■ WHAT IS BEING ASKED: Identify each line in the records below that contains the word "through", and copy it.

[Stored items]
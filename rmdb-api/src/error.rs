use rmdb_catalog::ResourceKind;

/// Why a page could not be obtained or understood.
#[derive(Debug, thiserror::Error)]
pub enum FetchCause {
    #[error("HTTP request failed: {0}")]
    Http(#[from] reqwest::Error),

    #[error("Server error (HTTP {status})")]
    Status { status: u16 },

    #[error("JSON parsing error: {0}")]
    Json(#[from] serde_json::Error),

    #[error("Response has no pagination info")]
    MissingPageInfo,
}

/// Errors that abort fetching a resource listing.
#[derive(Debug, thiserror::Error)]
pub enum ApiError {
    #[error("Failed to fetch {kind} listing: {cause}")]
    FetchFailed {
        kind: ResourceKind,
        #[source]
        cause: FetchCause,
    },

    #[error("Malformed {kind} record: missing or invalid field '{field}'")]
    DecodeFailed {
        kind: ResourceKind,
        field: &'static str,
    },
}

impl ApiError {
    pub fn fetch_failed(kind: ResourceKind, cause: impl Into<FetchCause>) -> Self {
        Self::FetchFailed {
            kind,
            cause: cause.into(),
        }
    }

    pub fn decode_failed(kind: ResourceKind, field: &'static str) -> Self {
        Self::DecodeFailed { kind, field }
    }
}
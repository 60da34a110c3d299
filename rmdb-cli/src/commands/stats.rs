use owo_colors::OwoColorize;
use owo_colors::Stream::Stdout;

use crate::CliError;
use crate::settings::Settings;

use super::open_existing_database;

pub(crate) fn run_stats(settings: &Settings) -> Result<(), CliError> {
    let Some(conn) = open_existing_database(settings)? else {
        return Ok(());
    };

    let counts = rmdb_db::table_counts(&conn)
        .map_err(|e| CliError::database(format!("Failed to count rows: {}", e)))?;

    log::info!(
        "{}",
        "Database Statistics".if_supports_color(Stdout, |t| t.bold()),
    );
    log::info!("  Database: {}", settings.database.value.display());
    crate::log_blank();
    log::info!("  Locations:      {:>8}", counts.locations);
    log::info!("  Episodes:       {:>8}", counts.episodes);
    log::info!("  Characters:     {:>8}", counts.characters);
    log::info!("  Appearances:    {:>8}", counts.associations);

    Ok(())
}
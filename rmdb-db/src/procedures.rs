//! The insertion procedures the sync pipeline writes through.
//!
//! Each procedure is a plain `INSERT`: a duplicate primary key or a dangling
//! foreign key is an error, never a silent upsert. A [`ProcedureCall`] wraps
//! one prepared statement so a loader can execute it once per record without
//! re-preparing, and is typed by the record it accepts.

use std::marker::PhantomData;

use rmdb_catalog::{Association, CharacterRecord, EpisodeRecord, LocationRecord};
use rusqlite::{Connection, Statement, params};
use thiserror::Error;

#[derive(Debug, Error)]
pub enum OperationError {
    #[error("SQLite error: {0}")]
    Sqlite(#[from] rusqlite::Error),
    #[error("{procedure} failed: {source}")]
    Procedure {
        procedure: Procedure,
        #[source]
        source: rusqlite::Error,
    },
    #[error("Failed to clear table '{table}': {source}")]
    Clear {
        table: &'static str,
        #[source]
        source: rusqlite::Error,
    },
}

/// Named insertion procedures, with the positional parameters listed in
/// each variant's SQL.
#[derive(Debug, Clone, Copy, PartialEq, Eq, Hash)]
pub enum Procedure {
    /// `add_location(id, name, type, dimension)`
    AddLocation,
    /// `add_episode(id, name, air_date, episode_code)`
    AddEpisode,
    /// `add_character(id, name, status, species, type, gender, origin_id, location_id)`
    AddCharacter,
    /// `add_character_in_episode(character_id, episode_id)`
    AddCharacterInEpisode,
}

impl Procedure {
    pub fn name(&self) -> &'static str {
        match self {
            Self::AddLocation => "add_location",
            Self::AddEpisode => "add_episode",
            Self::AddCharacter => "add_character",
            Self::AddCharacterInEpisode => "add_character_in_episode",
        }
    }

    pub fn sql(&self) -> &'static str {
        match self {
            Self::AddLocation => {
                r#"INSERT INTO "location" (id, name, type, dimension) VALUES (?1, ?2, ?3, ?4)"#
            }
            Self::AddEpisode => {
                r#"INSERT INTO "episode" (id, name, air_date, episode_code) VALUES (?1, ?2, ?3, ?4)"#
            }
            Self::AddCharacter => {
                r#"INSERT INTO "character" (id, name, status, species, type, gender, origin_id, location_id)
                   VALUES (?1, ?2, ?3, ?4, ?5, ?6, ?7, ?8)"#
            }
            Self::AddCharacterInEpisode => {
                r#"INSERT INTO "character_in_episode" (character_id, episode_id) VALUES (?1, ?2)"#
            }
        }
    }
}

impl std::fmt::Display for Procedure {
    fn fmt(&self, f: &mut std::fmt::Formatter<'_>) -> std::fmt::Result {
        f.write_str(self.name())
    }
}

/// A record type that one procedure inserts.
///
/// The binding ties each record type to its procedure, so a call prepared
/// for one procedure cannot be handed another procedure's rows.
pub trait ProcedureRow {
    const PROCEDURE: Procedure;

    /// Execute `stmt` with this record's positional parameters.
    fn execute_with(&self, stmt: &mut Statement<'_>) -> rusqlite::Result<usize>;
}

impl ProcedureRow for LocationRecord {
    const PROCEDURE: Procedure = Procedure::AddLocation;

    fn execute_with(&self, stmt: &mut Statement<'_>) -> rusqlite::Result<usize> {
        stmt.execute(params![self.id, self.name, self.kind, self.dimension])
    }
}

impl ProcedureRow for EpisodeRecord {
    const PROCEDURE: Procedure = Procedure::AddEpisode;

    /// The air date is stored as `YYYY-MM-DD`.
    fn execute_with(&self, stmt: &mut Statement<'_>) -> rusqlite::Result<usize> {
        stmt.execute(params![
            self.id,
            self.name,
            self.air_date.format("%Y-%m-%d").to_string(),
            self.episode_code,
        ])
    }
}

impl ProcedureRow for CharacterRecord {
    const PROCEDURE: Procedure = Procedure::AddCharacter;

    /// Scalar and foreign-key fields only; the episode list goes through
    /// `add_character_in_episode`.
    fn execute_with(&self, stmt: &mut Statement<'_>) -> rusqlite::Result<usize> {
        stmt.execute(params![
            self.id,
            self.name,
            self.status,
            self.species,
            self.kind,
            self.gender,
            self.origin_id,
            self.location_id,
        ])
    }
}

impl ProcedureRow for Association {
    const PROCEDURE: Procedure = Procedure::AddCharacterInEpisode;

    fn execute_with(&self, stmt: &mut Statement<'_>) -> rusqlite::Result<usize> {
        stmt.execute(params![self.character_id, self.episode_id])
    }
}

/// A prepared procedure statement for rows of type `R`, reusable across
/// many executions.
///
/// The statement is finalized when the call is dropped. Passing a row of
/// another type does not compile:
///
/// ```compile_fail
/// use std::marker::PhantomData;
/// use rmdb_catalog::{EpisodeRecord, LocationRecord};
/// use rmdb_db::{ProcedureCall, add_location, open_memory};
///
/// let conn = open_memory().unwrap();
/// let mut call = ProcedureCall::<EpisodeRecord>::prepare(&conn).unwrap();
/// add_location(&mut call, &LocationRecord::unknown()).unwrap();
/// ```
pub struct ProcedureCall<'conn, R> {
    stmt: Statement<'conn>,
    executions: u64,
    _row: PhantomData<fn(&R)>,
}

impl<'conn, R: ProcedureRow> ProcedureCall<'conn, R> {
    /// Prepare `R`'s procedure on `conn` for repeated execution.
    pub fn prepare(conn: &'conn Connection) -> Result<Self, OperationError> {
        let stmt = conn
            .prepare(R::PROCEDURE.sql())
            .map_err(|source| OperationError::Procedure {
                procedure: R::PROCEDURE,
                source,
            })?;
        Ok(Self {
            stmt,
            executions: 0,
            _row: PhantomData,
        })
    }

    pub fn procedure(&self) -> Procedure {
        R::PROCEDURE
    }

    /// Number of successful executions so far.
    pub fn executions(&self) -> u64 {
        self.executions
    }

    /// Execute the procedure once for `row`.
    pub fn execute(&mut self, row: &R) -> Result<(), OperationError> {
        row.execute_with(&mut self.stmt)
            .map_err(|source| OperationError::Procedure {
                procedure: R::PROCEDURE,
                source,
            })?;
        self.executions += 1;
        Ok(())
    }
}

/// Run `add_location` for one record.
pub fn add_location(
    call: &mut ProcedureCall<'_, LocationRecord>,
    location: &LocationRecord,
) -> Result<(), OperationError> {
    call.execute(location)
}

/// Run `add_episode` for one record.
pub fn add_episode(
    call: &mut ProcedureCall<'_, EpisodeRecord>,
    episode: &EpisodeRecord,
) -> Result<(), OperationError> {
    call.execute(episode)
}

/// Run `add_character` for one record.
///
/// The episode list is not touched; see [`add_character_in_episode`].
pub fn add_character(
    call: &mut ProcedureCall<'_, CharacterRecord>,
    character: &CharacterRecord,
) -> Result<(), OperationError> {
    call.execute(character)
}

/// Run `add_character_in_episode` for one association.
pub fn add_character_in_episode(
    call: &mut ProcedureCall<'_, Association>,
    association: Association,
) -> Result<(), OperationError> {
    call.execute(&association)
}
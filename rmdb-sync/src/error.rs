use rmdb_api::ApiError;
use rmdb_db::OperationError;
use thiserror::Error;

use crate::stage::SyncStage;

/// A failure that aborts a sync run.
#[derive(Debug, Error)]
pub enum SyncError {
    #[error(transparent)]
    Api(#[from] ApiError),

    #[error("Load failed while {stage}{}: {source}", record_suffix(.record))]
    LoadFailed {
        stage: SyncStage,
        /// Id of the record being inserted, if any.
        record: Option<i64>,
        #[source]
        source: OperationError,
    },

    #[error("Transaction error: {0}")]
    Transaction(#[source] rusqlite::Error),
}

impl SyncError {
    pub(crate) fn load_failed(stage: SyncStage, record: Option<i64>, source: OperationError) -> Self {
        Self::LoadFailed {
            stage,
            record,
            source,
        }
    }
}

fn record_suffix(record: &Option<i64>) -> String {
    match record {
        Some(id) => format!(" (record {id})"),
        None => String::new(),
    }
}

■ EXERCISE SOLUTION:
//! The insertion procedures the sync pipeline writes through.
    /// Scalar and foreign-key fields only; the episode list goes through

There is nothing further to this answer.